Well I had my dongle broken after one year of use. Gladly I only have one product that requires it and when someone develops such a product that doesn't require iLok, I'll switch immediately.
As a customer, I like to think that I'm paying for solutions - not problems.


----------



## Francis Belardino (Jan 3, 2013)

Leosc @ Thu Jan 03 said:


> Francis,
> 
> He's talking about being successful, and competing with piracy, not _stopping_ it. Most major software devs are.



First, we are to accept that _theses people would not buy it anyway_ nonsense but now we are competing with pirates for sale of our own products? This should not be acceptable to anyone. One does not have 10 years in this or any business if they are not successful - but that still is not a excuse to turn a blind eye to every product created being stolen or to make a blanket statement of the obvious as a solution. With all due respect, until solid protection is made available, I choose not to compete with criminals. There are far too many creative ways to make a living.


----------



## Ned Bouhalassa (Jan 3, 2013)

IMHO, this thread is now going round and round and round.


----------



## Guy Rowland (Jan 3, 2013)

Francis Belardino @ Thu Jan 03 said:


> Leosc @ Thu Jan 03 said:
> 
> 
> > Francis,
> ...



And of course that's your choice, Francis. Every dev using using soft copy protection has to make this same assessment. I think the original point here is that for some devs, despite all the piracy, they are able to make their businesses work. This I think is also true for bands, film companies etc.

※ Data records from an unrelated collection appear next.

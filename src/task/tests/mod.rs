//! Unit tests for the task module.


use chrono::{DateTime, Duration, Local, TimeZone, Utc};
use mockable::Clock;
use std::sync::{Arc, Mutex};

/// Clock frozen at a settable instant.
#[derive(Debug, Clone)]
pub(super) struct FixedClock {
    now: Arc<Mutex<DateTime<Utc>>>,
}

impl FixedClock {
    pub(super) fn at(now: DateTime<Utc>) -> Self {
        Self {
            now: Arc::new(Mutex::new(now)),
        }
    }

    pub(super) fn advance(&self, by: Duration) {
        let mut now = self.now.lock().expect("clock lock");
        *now += by;
    }
}

impl Default for FixedClock {
    fn default() -> Self {
        Self::at(
            Utc.with_ymd_and_hms(2025, 6, 5, 9, 30, 0)
                .single()
                .expect("valid fixed timestamp"),
        )
    }
}

impl Clock for FixedClock {
    fn local(&self) -> DateTime<Local> {
        self.utc().with_timezone(&Local)
    }

    fn utc(&self) -> DateTime<Utc> {
        *self.now.lock().expect("clock lock")
    }
}
//! Port contracts for task management.
//!
//! Ports define infrastructure-agnostic interfaces used by task services.

pub mod publisher;
pub mod repository;

pub use publisher::{PublishError, TaskEventPublisher};
pub use repository::{TaskEdit, TaskRepository, TaskRepositoryError, TaskRepositoryResult};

It doesn't make it right, it doesn't lessen the crimes of those who are pirating, it does make everyone's life harder - but despite all this, it's still worthwhile for many (thank goodness for us users).


----------



## gsilbers (Jan 3, 2013)

Francis Belardino @ Sun Dec 23 said:


> Fulll view:
> http://www.beladmedia.com/full.jpg
> 
> Well, now isn't this just lovely? A new and massive upload today. Our web site is currently seeing approximately 100-150 crawlers per hour but there is no increase in sales. Hmm? Oh well, 'they would not buy it anyway' so I'll just shut the site down.
> ...



just a random question...

but you have a verizon ad on the lower left. and you could tell what ISP is hosting. 
couldnt you sue both ? 

kinda like if i had a bunch of my sweaters suddenly be stolen and sold by gap.

i know its not that easy. but im wondering why it could not be. basically translating the law to the real world. 
like google is having hits on it so its enabling/pushing illigal produts you could sue them. you dont care its imposible based on technology, its your product they should be able to figure it out. also, the web browsers and companies who enable all this , 
same with ISP, the company that creates the ad and ultimatly paying to sponsor illigal sales. etc etc. 

so instead of going after the kid who uploaded or the specific site , you go after everyone that enables this. like giong after a major who is in cojuts with drug dealers. or mafia guys who dont do the crimes but know about it (RICO) etc. 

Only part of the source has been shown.